La mia prima macchina e' stata questa

E sono uno di quelli che ancora sta aspettando con ansia la sua resurrezione.

----------

## shev

 *lavish wrote:*   

>  *fedeliallalinea wrote:*   La mia prima macchina e' stata questa 
> 
> me lo sarei aspettato piu' da shev  

 

Non avresti sbagliato di molto, il buon shev ha cominciato smanettando sugli Apple IIc concessi gentilmente dal laboratorio di informatica delle elementari. Ho passato l'infanzia smanettando su Apple IIc e Commodore 64, che bei ricordi e che bei momenti  :Smile: 

----------

## randomaze

 *shev wrote:*   

> Non avresti sbagliato di molto, il buon shev ha cominciato smanettando sugli Apple IIc concessi gentilmente dal laboratorio di informatica delle elementari.

 

Si vede che é passato tanto tempo, non ricordi le scritte  :Razz:   :Razz:   :Razz: 

```
apple //c
```

oppure:

```
apple ][
```

...adesso lo vado a dire a woz

----------

## !equilibrium

 *morlan wrote:*   

> Anno: imprecisato
> 
> Computer: Amstrad 1640 [moddato in seguito con HDD 20 Mega ]
> 
> OS: cough cough MS-DOS 3.2 
> ...

 

copione!!!  :Razz:   pure io l'avevo moddato, ce l'ho ancora, sia il 1600 che il 1640 moddato e sono tutt'ora funzionanti...
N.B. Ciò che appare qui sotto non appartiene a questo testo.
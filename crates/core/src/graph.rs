//! In-memory model of a ComfyUI workflow in "API format".
//!
//! The expected JSON is an object where each key is a node id and each
//! value carries the node's `class_type`, its `inputs` and an optional
//! `_meta.title`:
//!
//! ```json
//! {
//!   "10": {
//!     "class_type": "LoadImage",
//!     "inputs": { "image": "source.png" },
//!     "_meta": { "title": "Source face" }
//!   }
//! }
//! ```
//!
//! Node order is the order of the source document and is significant:
//! slot discovery walks nodes in this order.

use indexmap::IndexMap;
use serde::{Deserialize, Serialize};
use serde_json::Value;

use crate::error::GraphError;

/// A workflow graph: node id -> [`Node`], in document order.
///
/// Cloning produces a fully independent deep copy, which is what the
/// patcher relies on to keep cached templates reusable.
#[derive(Debug, Clone, Default, PartialEq, Serialize, Deserialize)]
#[serde(transparent)]
pub struct GraphDocument {
    nodes: IndexMap<String, Node>,
}

/// A single node of a workflow graph.
#[derive(Debug, Clone, PartialEq, Serialize, Deserialize)]
pub struct Node {
    /// Semantic node type (ComfyUI `class_type`, e.g. `"LoadImage"`).
    #[serde(rename = "class_type")]
    pub kind: String,

    /// Parameter name -> value (ComfyUI `inputs`). Literal values are
    /// scalars; links to other nodes are `[node_id, output_index]` arrays.
    #[serde(rename = "inputs", default)]
    pub parameters: IndexMap<String, Value>,

    #[serde(rename = "_meta", default, skip_serializing_if = "Option::is_none")]
    pub meta: Option<NodeMeta>,

    /// Any other per-node keys, preserved untouched.
    #[serde(flatten)]
    pub extra: IndexMap<String, Value>,
}

/// Editor metadata attached to a node.
#[derive(Debug, Clone, Default, PartialEq, Serialize, Deserialize)]
pub struct NodeMeta {
    #[serde(default, skip_serializing_if = "Option::is_none")]
    pub title: Option<String>,

    #[serde(flatten)]
    pub extra: IndexMap<String, Value>,
}

impl Node {
    pub fn new(kind: impl Into<String>) -> Self {
        Self {
            kind: kind.into(),
            parameters: IndexMap::new(),
            meta: None,
            extra: IndexMap::new(),
        }
    }

    /// Builder-style parameter setter, mostly for constructing fixtures.
    pub fn with_parameter(mut self, name: impl Into<String>, value: impl Into<Value>) -> Self {
        self.parameters.insert(name.into(), value.into());
        self
    }

    pub fn with_label(mut self, label: impl Into<String>) -> Self {
        self.meta.get_or_insert_with(NodeMeta::default).title = Some(label.into());
        self
    }

    /// Human hint for the node (`_meta.title`), when the editor set one.
    pub fn display_label(&self) -> Option<&str> {
        self.meta.as_ref().and_then(|m| m.title.as_deref())
    }

    /// Value of a parameter if it is a literal string.
    pub fn string_parameter(&self, name: &str) -> Option<&str> {
        self.parameters.get(name).and_then(Value::as_str)
    }
}

impl GraphDocument {
    pub fn new() -> Self {
        Self::default()
    }

    /// Parse a workflow from JSON text.
    pub fn from_json_str(text: &str) -> Result<Self, GraphError> {
        let value: Value = serde_json::from_str(text)?;
        Self::from_value(&value)
    }

    /// Parse a workflow from an already-decoded JSON value.
    ///
    /// Structural problems are reported per node (missing `class_type`,
    /// non-object `inputs`) instead of as a generic serde message.
    pub fn from_value(value: &Value) -> Result<Self, GraphError> {
        let obj = value.as_object().ok_or(GraphError::NotAnObject)?;
        if obj.is_empty() {
            return Err(GraphError::Empty);
        }

        let mut nodes = IndexMap::with_capacity(obj.len());
        for (node_id, node_value) in obj {
            if !node_value.is_object() {
                return Err(invalid(node_id, "node must be an object"));
            }
            match node_value.get("class_type") {
                Some(Value::String(_)) => {}
                Some(_) => return Err(invalid(node_id, "'class_type' must be a string")),
                None => return Err(invalid(node_id, "missing required 'class_type' field")),
            }
            if let Some(inputs) = node_value.get("inputs") {
                if !inputs.is_object() {
                    return Err(invalid(node_id, "'inputs' must be an object"));
                }
            }

            let node: Node = serde_json::from_value(node_value.clone())
                .map_err(|e| invalid(node_id, &e.to_string()))?;
            nodes.insert(node_id.clone(), node);
        }

        Ok(Self { nodes })
    }

    /// Serialize back to the API-format JSON value sent to the backend.
    pub fn to_value(&self) -> Value {
        // A map of derive-serializable nodes cannot fail to serialize.
        serde_json::to_value(self).unwrap_or(Value::Null)
    }

    pub fn insert_node(&mut self, id: impl Into<String>, node: Node) -> Option<Node> {
        self.nodes.insert(id.into(), node)
    }

    pub fn with_node(mut self, id: impl Into<String>, node: Node) -> Self {
        self.insert_node(id, node);
        self
    }

    pub fn node(&self, id: &str) -> Option<&Node> {
        self.nodes.get(id)
    }

    pub fn node_mut(&mut self, id: &str) -> Option<&mut Node> {
        self.nodes.get_mut(id)
    }

    /// Nodes in document order.
    pub fn nodes(&self) -> impl Iterator<Item = (&str, &Node)> {
        self.nodes.iter().map(|(id, node)| (id.as_str(), node))
    }

    pub fn len(&self) -> usize {
        self.nodes.len()
    }

    pub fn is_empty(&self) -> bool {
        self.nodes.is_empty()
    }
}

fn invalid(node_id: &str, reason: &str) -> GraphError {
    GraphError::InvalidNode {
        node_id: node_id.to_string(),
        reason: reason.to_string(),
    }
}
la mia prima esperienza invece è stato questo fantastico Z80: http://www.fitg.de/fitg_deutsch/aktiv/pc20j/pcr13.html

il mitico ZX Spectrum

----------

## shev

 *randomaze wrote:*   

> Si vede che é passato tanto tempo, non ricordi le scritte   
> 
> [...]
> 
> ...adesso lo vado a dire a woz

 

Nooooo! Poi mi radiano come rappresentante  :Razz: 

/me che effettivamente nemmeno si ricordava di aver inziato su sistemi Apple, glielo ha ricordato un compagni di scuola durante una rimpatriata di qualche anno fa  :Embarassed: 

----------

## federico

Commodore 64 con cassette e in seguito arrivarono parecchi plugin, allora ero piccolo ma non ricordo bene quanti anni avevo, ma programmavo in basic  :Smile:  In seguito ho avuto per parecchio un olivetti m24 8086 per passare a un 486 in eta' adolescenziale  :Smile: 

----------

## Wave2184

vediamo se ricordo...

il primo che mi ricordo è stato un vic20....ma ho smanettato molto con un olivetti senza hd e con monitor verde mi ricordo...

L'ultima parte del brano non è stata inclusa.